Monday, September 15, 2008

Divided into Two Cultures

From LIfe is a Miracle: An essay against modern superstition by Wendell Berry:

life_is_a_miracle It is clearly bad for the sciences and the arts to be divided into "two cultures." It is bad for scientists to be working without a sense of obligation to cultural tradition. It is bad for artists and scholars in the humanities to be working without a sense of obligation to the world beyond the artifacts of culture. It is bad for both of these cultures to be operating strictly according to "professional standards," without local affection or community responsibility, much less any vision of an eternal order to which we all are subordinate and under obligation...

The badness of all this is manifested first in the loss even of the pretense of intellectual or academic community...Without...a vigorous conversation originating in the universities and emanating from them, we get what we've got: sciences that spread their effects upon the world as if the world were no more than an experimental laboratory; arts and "humanities" as unmindful of their influence as if the world did not exist; institutions of learning whose chief purpose is to acquire funds and be administered by administrators; governments whose chief purpose is to provide offices to members of political parties.
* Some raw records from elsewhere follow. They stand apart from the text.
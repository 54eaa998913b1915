use sea_orm::Database;
use tracing::{info, warn};

use locasso_auth::config::AuthConfig;
use locasso_auth::router::build_router;
use locasso_auth::state::AppState;
use locasso_core::tracing::init_tracing;

#[tokio::main]
async fn main() {
    init_tracing();

    let config = AuthConfig::from_env();

    let db = Database::connect(&config.database_url)
        .await
        .expect("failed to connect to database");

    if config.dev_mode {
        warn!("developer mode enabled: developer identity parameters and /api/auth/diagnostic are live");
    }

    let state = AppState {
        db,
        dev_mode: config.dev_mode,
    };

    let router = build_router(state);
    let addr = format!("0.0.0.0:{}", config.auth_port);
    let listener = tokio::net::TcpListener::bind(&addr)
        .await
        .expect("failed to bind");

    info!("auth service listening on {addr}");
    axum::serve(listener, router).await.expect("server error");
}
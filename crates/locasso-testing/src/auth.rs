//! Mock identity helpers for integration tests.
//!
//! In production the platform proxy or the identity provider produces the evidence a
//! sign-in request carries. In tests, `MockIdentity` builds that evidence directly so no
//! proxy, provider or real signing key is needed.

use base64::Engine as _;
use base64::engine::general_purpose::STANDARD;
use http::{HeaderMap, HeaderName, HeaderValue};
use jsonwebtoken::{EncodingKey, Header, encode};

use locasso_auth_types::developer::DEV_FLAG_HEADER;
use locasso_auth_types::principal::{Claim, Principal};
use locasso_auth_types::proxy::{
    PRINCIPAL_EMAIL_HEADER, PRINCIPAL_HEADER, PRINCIPAL_ID_HEADER, PRINCIPAL_IDP_HEADER,
    PRINCIPAL_NAME_HEADER,
};
use locasso_auth_types::token::ID_TOKEN_HEADER;
use locasso_domain::provider;

pub const APPLE_ISSUER: &str = "https://appleid.apple.com";
pub const GOOGLE_ISSUER: &str = "https://accounts.google.com";

/// Signing key for test tokens. The service never verifies it.
const TEST_SIGNING_SECRET: &[u8] = b"test-only-identity-token-secret";

/// Configurable identity rendered as request evidence.
#[derive(Debug, Clone)]
pub struct MockIdentity {
    pub external_id: String,
    pub email: String,
    pub name: String,
    pub photo_url: String,
    pub provider: String,
}

impl MockIdentity {
    /// An Apple identity with no name or photo.
    pub fn new(external_id: &str, email: &str) -> Self {
        Self {
            external_id: external_id.to_owned(),
            email: email.to_owned(),
            name: String::new(),
            photo_url: String::new(),
            provider: provider::APPLE.to_owned(),
        }
    }

    pub fn provider(mut self, provider: &str) -> Self {
        self.provider = provider.to_owned();
        self
    }

    pub fn name(mut self, name: &str) -> Self {
        self.name = name.to_owned();
        self
    }

    pub fn photo_url(mut self, photo_url: &str) -> Self {
        self.photo_url = photo_url.to_owned();
        self
    }

    /// Headers as if the platform proxy injected them.
    pub fn proxy_headers(&self) -> HeaderMap {
        let blob = serde_json::json!({
            "auth_typ": self.provider,
            "claims": [
                { "typ": "name", "val": self.name },
                { "typ": "picture", "val": self.photo_url },
            ],
        });
        let mut map = HeaderMap::new();
        insert(&mut map, PRINCIPAL_ID_HEADER, &self.external_id);
        insert(&mut map, PRINCIPAL_HEADER, &STANDARD.encode(blob.to_string()));
        insert(&mut map, PRINCIPAL_EMAIL_HEADER, &self.email);
        insert(&mut map, PRINCIPAL_NAME_HEADER, &self.name);
        insert(&mut map, PRINCIPAL_IDP_HEADER, &self.provider);
        map
    }

    /// An identity token from `issuer`, signed with a throwaway key.
    pub fn id_token(&self, issuer: &str) -> String {
        let claims = serde_json::json!({
            "sub": self.external_id,
            "email": self.email,
            "name": self.name,
            "picture": self.photo_url,
            "iss": issuer,
            "aud": "com.locasso.app",
        });
        encode(
            &Header::default(),
            &claims,
            &EncodingKey::from_secret(TEST_SIGNING_SECRET),
        )
        .unwrap()
    }

    /// Headers carrying an identity token from `issuer`.
    pub fn id_token_headers(&self, issuer: &str) -> HeaderMap {
        let mut map = HeaderMap::new();
        insert(&mut map, ID_TOKEN_HEADER, &self.id_token(issuer));
        map
    }

    /// Headers opting in to developer parameters.
    pub fn dev_flag_headers() -> HeaderMap {
        let mut map = HeaderMap::new();
        insert(&mut map, DEV_FLAG_HEADER, "true");
        map
    }

    /// Developer-mode query parameters as `(name, value)` pairs.
    pub fn dev_query(&self) -> Vec<(&'static str, String)> {
        vec![
            ("dev", "true".to_owned()),
            ("id", self.external_id.clone()),
            ("email", self.email.clone()),
            ("name", self.name.clone()),
            ("photoUrl", self.photo_url.clone()),
            ("provider", self.provider.clone()),
        ]
    }

    /// Developer-mode JSON body.
    pub fn dev_body(&self) -> serde_json::Value {
        serde_json::json!({
            "id": self.external_id,
            "email": self.email,
            "name": self.name,
            "photoUrl": self.photo_url,
            "provider": self.provider,
        })
    }

    /// Principal as an upstream authentication layer would attach it.
    pub fn principal(&self) -> Principal {
        Principal::new(
            Some(&self.provider),
            vec![
                Claim::new("sub", &self.external_id),
                Claim::new("email", &self.email),
                Claim::new("name", &self.name),
                Claim::new("picture", &self.photo_url),
            ],
        )
    }
}

fn insert(map: &mut HeaderMap, name: &'static str, value: &str) {
    map.insert(
        HeaderName::from_static(name),
        HeaderValue::from_str(value).unwrap(),
    );
}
The ultimate manifestation of this incoherence is loss of trust — loss, moreover, of the entire cultural pattern by which we understand what it means to give and receive trust. The general assumption now is that everybody is working in his or her own interest and will continue to do so until checked by somebody whose self-interest is more powerful. That nobody trusts the politicians or their governments is probably the noisiest of present facts. More quietly, people are withdrawing their trust from the professions, the corporations, the education system, the religious institutions, the medical industry. Perhaps no expert has yet assigned a quantitative value to trust; it is nonetheless certain that when we have finished subtracting trust from all we think we have gained, not much will be left.
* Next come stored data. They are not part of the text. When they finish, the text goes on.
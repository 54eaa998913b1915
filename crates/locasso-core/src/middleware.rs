use axum::extract::Request;
use axum::http::{HeaderMap, HeaderValue, StatusCode};
use axum::middleware::Next;
use axum::response::Response;
use tower_http::request_id::{MakeRequestId, RequestId, SetRequestIdLayer};
use uuid::Uuid;

#[derive(Clone, Default)]
pub struct MakeUuidRequestId;

impl MakeRequestId for MakeUuidRequestId {
    fn make_request_id<B>(&mut self, _request: &axum::http::Request<B>) -> Option<RequestId> {
        let id = Uuid::new_v4().to_string();
        HeaderValue::from_str(&id).ok().map(RequestId::new)
    }
}

/// Build the request-id layer. Apply with `.layer(request_id_layer())` in router.
pub fn request_id_layer() -> SetRequestIdLayer<MakeUuidRequestId> {
    SetRequestIdLayer::new(
        axum::http::HeaderName::from_static("x-request-id"),
        MakeUuidRequestId,
    )
}

/// Log 401 and 403 responses with enough request context to trace the failing caller.
///
/// Only header names are logged, and any header carrying credentials is left out
/// entirely. Apply with `.layer(axum::middleware::from_fn(log_auth_failures))`.
pub async fn log_auth_failures(request: Request, next: Next) -> Response {
    let method = request.method().clone();
    let path = request.uri().path().to_owned();
    let headers = header_names(request.headers());

    let response = next.run(request).await;

    match response.status() {
        StatusCode::UNAUTHORIZED => tracing::warn!(
            status = 401,
            %method,
            %path,
            headers = %headers,
            "authentication failed"
        ),
        StatusCode::FORBIDDEN => tracing::warn!(
            status = 403,
            %method,
            %path,
            "authorization failed"
        ),
        _ => {}
    }
    response
}

fn header_names(headers: &HeaderMap) -> String {
    headers
        .keys()
        .map(|name| name.as_str())
        .filter(|name| !is_credential_header(name))
        .collect::<Vec<_>>()
        .join(", ")
}

fn is_credential_header(name: &str) -> bool {
    name.contains("authorization") || name.contains("token") || name == "cookie"
}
...There is no reason, as I hope and believe, that science and religion might not live together in amity and peace, so long as they both acknowledge their real differences and each remains within its own competence. Religion, that is, should not attempt to dispute what science has actually proved; and science should not claim to know what it does not know, it should not confuse theory and knowledge, and it should disavow any claim on what is empirically unknowable.